## Problem
Gather all lines in the entries that include the word "UserRecord".

Collected data
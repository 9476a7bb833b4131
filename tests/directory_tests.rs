mod common;

use my_cloud_client::{
    auth::{decide, Capability, CredentialStore, Decision, RedirectTarget, TOKEN_KEY},
    errors::AppError,
    models::{AccountRole, SessionPhase, UserRecord},
};
use serde_json::json;
use wiremock::{
    matchers::{body_json, method, path},
    Mock, MockServer, ResponseTemplate,
};

use common::{guest_client, signed_in_client, user_json};

fn names(users: &[UserRecord]) -> Vec<&str> {
    users.iter().map(|u| u.username.as_str()).collect()
}

#[tokio::test]
async fn test_directory_lists_admins_first() {
    let server = MockServer::start().await;
    Mock::given(method("GET"))
        .and(path("/api/users"))
        .respond_with(ResponseTemplate::new(200).set_body_json(json!([
            user_json(2, "bob", "user"),
            user_json(1, "alice", "admin"),
            user_json(3, "zoe", "user")
        ])))
        .mount(&server)
        .await;

    let (client, _store) = signed_in_client(&server, "admin", 1);
    let directory = client.user_directory();
    directory.load().await.unwrap();

    let users = directory.users();
    assert_eq!(names(&users), ["alice", "bob", "zoe"]);
}

#[tokio::test]
async fn test_usage_is_derived_from_stored_files() {
    let server = MockServer::start().await;
    Mock::given(method("GET"))
        .and(path("/api/users"))
        .respond_with(ResponseTemplate::new(200).set_body_json(json!([{
            "id": 4,
            "email": "ann@example.com",
            "username": "ann",
            "fullName": "Ann Smith",
            "role": "user",
            "storages": [{"size": 1024}, {"size": 512}]
        }])))
        .mount(&server)
        .await;

    let (client, _store) = signed_in_client(&server, "admin", 1);
    let directory = client.user_directory();
    directory.load().await.unwrap();

    let users = directory.users();
    assert_eq!(users[0].file_count, 2);
    assert_eq!(users[0].storage_usage_bytes, 1536);
}

#[tokio::test]
async fn test_remove_drops_only_that_account() {
    let server = MockServer::start().await;
    Mock::given(method("GET"))
        .and(path("/api/users"))
        .respond_with(ResponseTemplate::new(200).set_body_json(json!([
            user_json(1, "alice", "admin"),
            user_json(2, "bob", "user"),
            user_json(3, "zoe", "user")
        ])))
        .mount(&server)
        .await;
    Mock::given(method("DELETE"))
        .and(path("/api/users/2"))
        .respond_with(ResponseTemplate::new(204))
        .expect(1)
        .mount(&server)
        .await;

    let (client, _store) = signed_in_client(&server, "admin", 1);
    let directory = client.user_directory();
    directory.load().await.unwrap();
    directory.remove(2).await.unwrap();

    assert_eq!(names(&directory.users()), ["alice", "zoe"]);
}

#[tokio::test]
async fn test_role_change_reloads_directory() {
    let server = MockServer::start().await;
    Mock::given(method("GET"))
        .and(path("/api/users"))
        .respond_with(ResponseTemplate::new(200).set_body_json(json!([
            user_json(1, "alice", "admin"),
            user_json(2, "bob", "user")
        ])))
        .up_to_n_times(1)
        .expect(1)
        .mount(&server)
        .await;
    Mock::given(method("PATCH"))
        .and(path("/api/users/2"))
        .and(body_json(json!({"role": "admin"})))
        .respond_with(ResponseTemplate::new(200).set_body_json(user_json(2, "bob", "admin")))
        .expect(1)
        .mount(&server)
        .await;
    Mock::given(method("GET"))
        .and(path("/api/users"))
        .respond_with(ResponseTemplate::new(200).set_body_json(json!([
            user_json(2, "bob", "admin"),
            user_json(1, "alice", "admin")
        ])))
        .expect(1)
        .mount(&server)
        .await;

    let (client, _store) = signed_in_client(&server, "admin", 1);
    let directory = client.user_directory();
    directory.load().await.unwrap();
    directory.change_role(2, AccountRole::Admin).await.unwrap();

    let users = directory.users();
    assert_eq!(names(&users), ["alice", "bob"]);
    assert!(users.iter().all(|u| u.role == AccountRole::Admin));
}

#[tokio::test]
async fn test_forbidden_directory_keeps_previous_state() {
    let server = MockServer::start().await;
    Mock::given(method("GET"))
        .and(path("/api/users"))
        .respond_with(ResponseTemplate::new(403))
        .mount(&server)
        .await;

    let (client, _store) = signed_in_client(&server, "admin", 1);
    let directory = client.user_directory();

    let err = directory.load().await.unwrap_err();
    assert!(matches!(err, AppError::Forbidden));
    assert!(directory.users().is_empty());
    assert!(directory.error().is_some());
    assert!(client.session.is_authenticated());
}

#[tokio::test]
async fn test_guard_routes_by_role() {
    let server = MockServer::start().await;

    let (guest, _) = guest_client(&server);
    assert_eq!(
        decide(&guest.session.snapshot(), Capability::AdminDirectory),
        Decision::RedirectTo(RedirectTarget::SignIn)
    );

    let (user, _) = signed_in_client(&server, "user", 7);
    let session = user.session.snapshot();
    assert_eq!(
        decide(&session, Capability::storage_of(&session, 7)),
        Decision::Allow
    );
    assert_eq!(
        decide(&session, Capability::storage_of(&session, 8)),
        Decision::RedirectTo(RedirectTarget::OwnStorage)
    );

    let (admin, _) = signed_in_client(&server, "admin", 1);
    let session = admin.session.snapshot();
    assert_eq!(
        decide(&session, Capability::storage_of(&session, 7)),
        Decision::Allow
    );
}

#[tokio::test]
async fn test_unauthorized_directory_load_signs_out() {
    let server = MockServer::start().await;
    Mock::given(method("GET"))
        .and(path("/api/users"))
        .respond_with(ResponseTemplate::new(401))
        .expect(1)
        .mount(&server)
        .await;

    let (client, store) = signed_in_client(&server, "admin", 1);
    let directory = client.user_directory();

    let err = directory.load().await.unwrap_err();
    assert!(matches!(err, AppError::Unauthorized));
    assert_eq!(client.session.phase(), SessionPhase::Guest);
    assert_eq!(store.get(TOKEN_KEY).unwrap(), None);
    assert!(directory.users().is_empty());
}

## Response area
    models::{AccountRole, SessionPhase, UserRecord},
fn names(users: &[UserRecord]) -> Vec<&str> {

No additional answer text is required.